- Prompt: A line qualifies if it holds the string "impl". Copy every qualifying line from the records.

- Stored data:
::::::

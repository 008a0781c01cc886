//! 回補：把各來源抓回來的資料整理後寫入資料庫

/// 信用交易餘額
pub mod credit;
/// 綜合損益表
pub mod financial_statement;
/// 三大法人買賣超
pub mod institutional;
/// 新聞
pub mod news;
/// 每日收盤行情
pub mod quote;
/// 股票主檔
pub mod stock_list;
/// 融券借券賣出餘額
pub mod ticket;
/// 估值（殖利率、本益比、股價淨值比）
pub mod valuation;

::::::

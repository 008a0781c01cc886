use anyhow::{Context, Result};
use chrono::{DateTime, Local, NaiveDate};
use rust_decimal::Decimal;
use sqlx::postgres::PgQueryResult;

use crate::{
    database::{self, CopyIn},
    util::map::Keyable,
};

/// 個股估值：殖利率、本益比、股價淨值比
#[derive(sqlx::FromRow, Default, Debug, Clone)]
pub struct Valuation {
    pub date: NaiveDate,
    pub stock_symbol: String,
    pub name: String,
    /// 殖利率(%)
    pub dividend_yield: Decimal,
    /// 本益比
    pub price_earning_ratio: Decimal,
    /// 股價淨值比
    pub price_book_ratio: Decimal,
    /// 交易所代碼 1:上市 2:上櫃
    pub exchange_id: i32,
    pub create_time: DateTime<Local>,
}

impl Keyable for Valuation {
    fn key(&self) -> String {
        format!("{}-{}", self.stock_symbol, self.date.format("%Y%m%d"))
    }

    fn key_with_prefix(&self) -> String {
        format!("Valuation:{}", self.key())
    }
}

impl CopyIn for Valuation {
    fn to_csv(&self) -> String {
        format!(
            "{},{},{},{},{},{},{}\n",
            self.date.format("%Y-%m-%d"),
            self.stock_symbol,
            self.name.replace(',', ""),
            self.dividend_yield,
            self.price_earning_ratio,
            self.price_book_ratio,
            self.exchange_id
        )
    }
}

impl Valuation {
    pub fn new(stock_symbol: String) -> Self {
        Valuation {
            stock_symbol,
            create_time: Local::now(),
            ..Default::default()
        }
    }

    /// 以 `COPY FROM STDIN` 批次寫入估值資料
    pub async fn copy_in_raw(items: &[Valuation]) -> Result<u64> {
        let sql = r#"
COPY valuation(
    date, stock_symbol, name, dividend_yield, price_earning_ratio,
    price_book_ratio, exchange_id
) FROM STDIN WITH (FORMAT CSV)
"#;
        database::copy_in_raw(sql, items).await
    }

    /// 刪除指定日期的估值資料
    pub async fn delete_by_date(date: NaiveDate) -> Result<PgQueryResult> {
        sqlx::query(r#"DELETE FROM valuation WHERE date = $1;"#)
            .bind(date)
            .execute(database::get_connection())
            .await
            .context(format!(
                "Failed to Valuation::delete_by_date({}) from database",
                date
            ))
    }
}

::::::

- Written reply:
impl Keyable for Valuation {
impl CopyIn for Valuation {
impl Valuation {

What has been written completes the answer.